* WORK REQUEST
Determine how many lines of the data below contain "backend", then give only that number.

───── PROVIDED DATA ─────

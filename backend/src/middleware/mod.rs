//! Request middleware: trace identifiers and cross-origin headers.

pub mod cors;
pub mod trace;

pub use cors::{CorsOriginError, CorsPolicy};
pub use trace::Trace;
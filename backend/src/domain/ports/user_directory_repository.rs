//! Port abstraction for the persisted user directory.
//!
//! Adapters must enforce uniqueness of email and phone number themselves
//! (for example with unique indexes) and report a rejected insert as
//! [`UserDirectoryRepositoryError::DuplicateKey`]. The service's pre-check
//! only produces the friendlier error earlier.

use async_trait::async_trait;

use crate::domain::{EmailAddress, LookupCredentials, PhoneNumber, UserRecord};

use super::define_port_error;

define_port_error! {
    /// Persistence errors raised by user directory adapters.
    pub enum UserDirectoryRepositoryError {
        /// Repository connection could not be established.
        Connection { message: String } =>
            "user directory connection failed: {message}",
        /// Query or mutation failed during execution.
        Query { message: String } =>
            "user directory query failed: {message}",
        /// Insert rejected by a uniqueness constraint.
        DuplicateKey { message: String } =>
            "user directory duplicate key: {message}",
    }
}

#[cfg_attr(test, mockall::automock)]
#[async_trait]
pub trait UserDirectoryRepository: Send + Sync {
    /// Find any record whose email OR phone number matches.
    async fn find_by_email_or_phone(
        &self,
        email: &EmailAddress,
        phone_number: &PhoneNumber,
    ) -> Result<Option<UserRecord>, UserDirectoryRepositoryError>;

    /// Insert a new record.
    async fn insert(&self, record: &UserRecord) -> Result<(), UserDirectoryRepositoryError>;

    /// Find the record whose email AND phone number both match.
    async fn find_by_credentials(
        &self,
        credentials: &LookupCredentials,
    ) -> Result<Option<UserRecord>, UserDirectoryRepositoryError>;
}
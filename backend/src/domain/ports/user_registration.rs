//! Driving port for registering people in the user directory.

use async_trait::async_trait;

use crate::domain::{Error, UserDraft, UserRecord};

/// Domain use-case port for registration.
#[cfg_attr(test, mockall::automock)]
#[async_trait]
pub trait UserRegistration: Send + Sync {
    /// Create a record for `draft` unless its email or phone number is
    /// already registered.
    async fn register(&self, draft: UserDraft) -> Result<UserRecord, Error>;
}
//! Domain-level error types.
//!
//! These errors are transport agnostic. Inbound adapters map them to HTTP
//! responses or any other protocol-specific envelope.

use serde::{Deserialize, Serialize};
use serde_json::Value;

use crate::domain::TraceId;

/// Stable machine-readable error code describing the failure category.
#[derive(Debug, Clone, Copy, PartialEq, Eq, Hash, Serialize, Deserialize)]
#[non_exhaustive]
#[serde(rename_all = "snake_case")]
pub enum ErrorCode {
    /// The request is malformed or a required field is missing.
    InvalidRequest,
    /// The request collides with an existing record on a unique key.
    Duplicate,
    /// The requested resource does not exist.
    NotFound,
    /// An unexpected error occurred inside the domain or the store.
    InternalError,
}

/// Domain error payload.
///
/// ## Invariants
/// - `message` must be non-empty once trimmed of whitespace.
/// - `trace_id`, when present, must be non-empty.
///
/// # Examples
/// ```
/// use tidewatch::domain::{Error, ErrorCode};
///
/// let err = Error::new(ErrorCode::NotFound, "missing");
/// assert_eq!(err.code(), ErrorCode::NotFound);
/// ```
#[derive(Debug, Clone, PartialEq, Serialize, Deserialize)]
#[serde(rename_all = "camelCase")]
#[serde(deny_unknown_fields)]
#[serde(try_from = "ErrorDto", into = "ErrorDto")]
pub struct Error {
    code: ErrorCode,
    message: String,
    trace_id: Option<String>,
    details: Option<Value>,
}

/// Validation errors emitted by the constructors.
#[derive(Debug, Clone, PartialEq, Eq, thiserror::Error)]
pub enum ErrorValidationError {
    /// The message was empty once trimmed.
    #[error("error message must not be empty")]
    EmptyMessage,
    /// The trace identifier was present but empty.
    #[error("trace identifier must not be empty")]
    EmptyTraceId,
}

impl Error {
    /// Create a new error, panicking if validation fails.
    ///
    /// Captures the current trace identifier if one is in scope so the error
    /// payload is correlated automatically.
    pub fn new(code: ErrorCode, message: impl Into<String>) -> Self {
        match Self::try_new(code, message) {
            Ok(value) => value,
            Err(err) => panic!("error messages must satisfy validation: {err}"),
        }
    }

    /// Fallible constructor that validates the message content.
    pub fn try_new(code: ErrorCode, message: impl Into<String>) -> Result<Self, ErrorValidationError> {
        let message = message.into();
        if message.trim().is_empty() {
            return Err(ErrorValidationError::EmptyMessage);
        }
        Ok(Self {
            code,
            message,
            trace_id: TraceId::current().map(|id| id.to_string()),
            details: None,
        })
    }

    /// Stable machine-readable error code.
    pub fn code(&self) -> ErrorCode {
        self.code
    }

    /// Human-readable message returned to adapters.
    pub fn message(&self) -> &str {
        self.message.as_str()
    }

    /// Correlation identifier captured when the error was raised.
    pub fn trace_id(&self) -> Option<&str> {
        self.trace_id.as_deref()
    }

    /// Supplementary error details for adapters.
    pub fn details(&self) -> Option<&Value> {
        self.details.as_ref()
    }

    /// Attach a trace identifier to the error.
    ///
    /// # Examples
    /// ```
    /// use tidewatch::domain::Error;
    ///
    /// let err = Error::not_found("missing").with_trace_id("abc");
    /// assert_eq!(err.trace_id(), Some("abc"));
    /// ```
    pub fn with_trace_id(mut self, id: impl Into<String>) -> Self {
        self.trace_id = Some(id.into());
        self
    }

    /// Attach structured details to the error.
    ///
    /// # Examples
    /// ```
    /// use tidewatch::domain::Error;
    /// use serde_json::json;
    ///
    /// let err = Error::invalid_request("bad").with_details(json!({ "field": "email" }));
    /// assert!(err.details().is_some());
    /// ```
    pub fn with_details(mut self, details: Value) -> Self {
        self.details = Some(details);
        self
    }

    /// Convenience constructor for [`ErrorCode::InvalidRequest`].
    pub fn invalid_request(message: impl Into<String>) -> Self {
        Self::new(ErrorCode::InvalidRequest, message)
    }

    /// Convenience constructor for [`ErrorCode::Duplicate`].
    pub fn duplicate(message: impl Into<String>) -> Self {
        Self::new(ErrorCode::Duplicate, message)
    }

    /// Convenience constructor for [`ErrorCode::NotFound`].
    pub fn not_found(message: impl Into<String>) -> Self {
        Self::new(ErrorCode::NotFound, message)
    }

    /// Convenience constructor for [`ErrorCode::InternalError`].
    pub fn internal(message: impl Into<String>) -> Self {
        Self::new(ErrorCode::InternalError, message)
    }
}

impl std::fmt::Display for Error {
    fn fmt(&self, f: &mut std::fmt::Formatter<'_>) -> std::fmt::Result {
        write!(f, "{}", self.message)
    }
}

impl std::error::Error for Error {}

#[derive(Debug, Clone, Serialize, Deserialize)]
#[serde(rename_all = "camelCase")]
struct ErrorDto {
    code: ErrorCode,
    message: String,
    #[serde(skip_serializing_if = "Option::is_none")]
    #[serde(alias = "trace_id")]
    trace_id: Option<String>,
    #[serde(skip_serializing_if = "Option::is_none")]
    details: Option<Value>,
}

impl From<Error> for ErrorDto {
    fn from(value: Error) -> Self {
        let Error {
            code,
            message,
            trace_id,
            details,
        } = value;
        Self {
            code,
            message,
            trace_id,
            details,
        }
    }
}

impl TryFrom<ErrorDto> for Error {
    type Error = ErrorValidationError;

    fn try_from(value: ErrorDto) -> Result<Self, Self::Error> {
        let ErrorDto {
            code,
            message,
            trace_id,
            details,
        } = value;

        if message.trim().is_empty() {
            return Err(ErrorValidationError::EmptyMessage);
        }
        if trace_id.as_deref().is_some_and(|id| id.trim().is_empty()) {
            return Err(ErrorValidationError::EmptyTraceId);
        }

        Ok(Self {
            code,
            message,
            trace_id,
            details,
        })
    }
}
//! Driving port for sign-in lookups.
//!
//! Inbound adapters call this port to resolve an (email, phone number) pair
//! to a public profile. No secret is checked.

use async_trait::async_trait;

use crate::domain::{Error, LookupCredentials, UserProfile};

/// Domain use-case port for lookups.
#[cfg_attr(test, mockall::automock)]
#[async_trait]
pub trait UserLookup: Send + Sync {
    /// Return the profile whose email and phone number both match.
    async fn lookup(&self, credentials: &LookupCredentials) -> Result<UserProfile, Error>;
}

─────

* RESPONSE
3